EXERCISE DIRECTIONS: Return only the lines from the top of the material through the line marked by "is an error.", unaltered.
|---|
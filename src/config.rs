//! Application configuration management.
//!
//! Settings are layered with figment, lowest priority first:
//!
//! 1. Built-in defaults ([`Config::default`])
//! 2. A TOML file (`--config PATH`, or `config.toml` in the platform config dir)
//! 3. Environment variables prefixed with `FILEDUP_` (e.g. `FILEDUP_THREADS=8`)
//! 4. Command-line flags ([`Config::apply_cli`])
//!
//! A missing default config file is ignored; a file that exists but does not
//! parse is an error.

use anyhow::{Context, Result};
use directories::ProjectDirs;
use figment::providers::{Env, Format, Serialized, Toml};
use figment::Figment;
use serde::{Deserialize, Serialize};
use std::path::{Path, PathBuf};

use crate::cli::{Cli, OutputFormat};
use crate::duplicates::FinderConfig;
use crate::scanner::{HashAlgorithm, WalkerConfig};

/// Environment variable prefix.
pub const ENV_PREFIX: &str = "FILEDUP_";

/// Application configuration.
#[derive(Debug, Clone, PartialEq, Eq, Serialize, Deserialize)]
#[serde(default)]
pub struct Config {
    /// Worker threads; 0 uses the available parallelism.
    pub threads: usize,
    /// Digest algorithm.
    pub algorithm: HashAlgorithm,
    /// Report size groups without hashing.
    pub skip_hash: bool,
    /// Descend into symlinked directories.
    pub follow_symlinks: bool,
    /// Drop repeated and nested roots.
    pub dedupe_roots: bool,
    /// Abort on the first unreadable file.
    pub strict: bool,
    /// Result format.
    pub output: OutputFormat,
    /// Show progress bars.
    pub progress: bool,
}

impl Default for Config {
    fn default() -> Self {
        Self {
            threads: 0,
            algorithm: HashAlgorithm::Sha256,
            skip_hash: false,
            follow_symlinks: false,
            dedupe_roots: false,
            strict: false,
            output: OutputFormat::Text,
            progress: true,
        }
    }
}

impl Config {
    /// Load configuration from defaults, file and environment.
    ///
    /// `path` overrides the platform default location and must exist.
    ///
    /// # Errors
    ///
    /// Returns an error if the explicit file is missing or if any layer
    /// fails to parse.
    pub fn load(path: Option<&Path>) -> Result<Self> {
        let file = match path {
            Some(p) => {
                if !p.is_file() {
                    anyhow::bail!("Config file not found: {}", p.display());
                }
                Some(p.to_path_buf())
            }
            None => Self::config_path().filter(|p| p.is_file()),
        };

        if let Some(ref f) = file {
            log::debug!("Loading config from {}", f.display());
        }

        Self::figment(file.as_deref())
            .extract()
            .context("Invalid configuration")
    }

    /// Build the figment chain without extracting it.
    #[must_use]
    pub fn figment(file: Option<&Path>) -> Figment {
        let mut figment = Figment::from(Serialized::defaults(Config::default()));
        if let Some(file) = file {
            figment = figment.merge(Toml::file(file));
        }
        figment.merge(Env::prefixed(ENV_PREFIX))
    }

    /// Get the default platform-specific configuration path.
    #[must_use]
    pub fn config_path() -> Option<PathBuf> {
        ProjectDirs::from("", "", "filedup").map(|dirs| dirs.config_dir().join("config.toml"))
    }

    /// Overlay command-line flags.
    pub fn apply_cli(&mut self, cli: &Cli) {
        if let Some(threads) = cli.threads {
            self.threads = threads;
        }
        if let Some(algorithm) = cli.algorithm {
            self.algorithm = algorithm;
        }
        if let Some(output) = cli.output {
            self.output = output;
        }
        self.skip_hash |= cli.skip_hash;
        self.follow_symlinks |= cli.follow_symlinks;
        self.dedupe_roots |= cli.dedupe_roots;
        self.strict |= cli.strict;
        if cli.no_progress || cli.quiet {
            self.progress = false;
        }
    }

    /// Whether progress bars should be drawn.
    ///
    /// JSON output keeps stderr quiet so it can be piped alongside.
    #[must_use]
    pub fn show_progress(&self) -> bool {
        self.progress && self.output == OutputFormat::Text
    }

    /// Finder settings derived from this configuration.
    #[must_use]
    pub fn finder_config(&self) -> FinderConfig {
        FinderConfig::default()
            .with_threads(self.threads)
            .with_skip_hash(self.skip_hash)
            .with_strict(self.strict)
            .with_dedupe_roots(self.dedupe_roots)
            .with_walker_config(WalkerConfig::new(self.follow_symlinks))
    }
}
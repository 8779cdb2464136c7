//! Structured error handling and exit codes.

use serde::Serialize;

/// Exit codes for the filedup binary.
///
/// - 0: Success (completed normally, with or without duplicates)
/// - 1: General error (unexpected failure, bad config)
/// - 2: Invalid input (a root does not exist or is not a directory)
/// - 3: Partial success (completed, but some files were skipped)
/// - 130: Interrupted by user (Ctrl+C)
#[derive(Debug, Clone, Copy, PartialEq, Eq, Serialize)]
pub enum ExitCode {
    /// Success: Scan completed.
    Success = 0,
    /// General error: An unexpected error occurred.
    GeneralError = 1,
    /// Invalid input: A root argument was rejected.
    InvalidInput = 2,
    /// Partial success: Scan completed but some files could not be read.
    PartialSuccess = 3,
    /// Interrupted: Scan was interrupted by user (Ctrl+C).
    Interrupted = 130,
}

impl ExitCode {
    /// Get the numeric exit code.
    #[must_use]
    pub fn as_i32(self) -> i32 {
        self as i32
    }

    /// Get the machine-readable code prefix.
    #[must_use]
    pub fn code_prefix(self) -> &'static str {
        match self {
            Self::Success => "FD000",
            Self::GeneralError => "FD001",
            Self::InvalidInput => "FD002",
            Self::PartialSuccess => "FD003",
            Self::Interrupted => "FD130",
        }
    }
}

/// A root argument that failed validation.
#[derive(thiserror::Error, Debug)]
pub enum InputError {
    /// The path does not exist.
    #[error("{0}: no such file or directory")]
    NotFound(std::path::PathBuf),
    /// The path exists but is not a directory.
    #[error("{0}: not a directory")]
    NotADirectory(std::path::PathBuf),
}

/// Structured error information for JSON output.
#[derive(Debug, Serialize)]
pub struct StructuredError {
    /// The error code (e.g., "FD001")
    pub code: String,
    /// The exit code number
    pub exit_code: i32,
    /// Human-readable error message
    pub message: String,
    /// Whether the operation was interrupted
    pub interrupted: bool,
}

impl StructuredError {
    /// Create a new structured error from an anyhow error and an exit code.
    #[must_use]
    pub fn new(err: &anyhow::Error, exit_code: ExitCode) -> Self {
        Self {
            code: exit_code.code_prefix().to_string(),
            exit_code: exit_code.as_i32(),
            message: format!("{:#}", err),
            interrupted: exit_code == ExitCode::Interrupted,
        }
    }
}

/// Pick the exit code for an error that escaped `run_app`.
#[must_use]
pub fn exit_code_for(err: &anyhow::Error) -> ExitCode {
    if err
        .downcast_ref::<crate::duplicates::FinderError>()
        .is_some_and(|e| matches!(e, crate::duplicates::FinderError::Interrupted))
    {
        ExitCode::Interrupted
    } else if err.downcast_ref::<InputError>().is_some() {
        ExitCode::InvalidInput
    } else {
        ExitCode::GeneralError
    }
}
|---|
RESULT:
filename src/config.rs
//! Application configuration management.
//!
//! Settings are layered with figment, lowest priority first:
//!
//! 1. Built-in defaults ([`Config::default`])
//! 2. A TOML file (`--config PATH`, or `config.toml` in the platform config dir)
//! 3. Environment variables prefixed with `FILEDUP_` (e.g. `FILEDUP_THREADS=8`)
//! 4. Command-line flags ([`Config::apply_cli`])
//!
//! A missing default config file is ignored; a file that exists but does not
//! parse is an error.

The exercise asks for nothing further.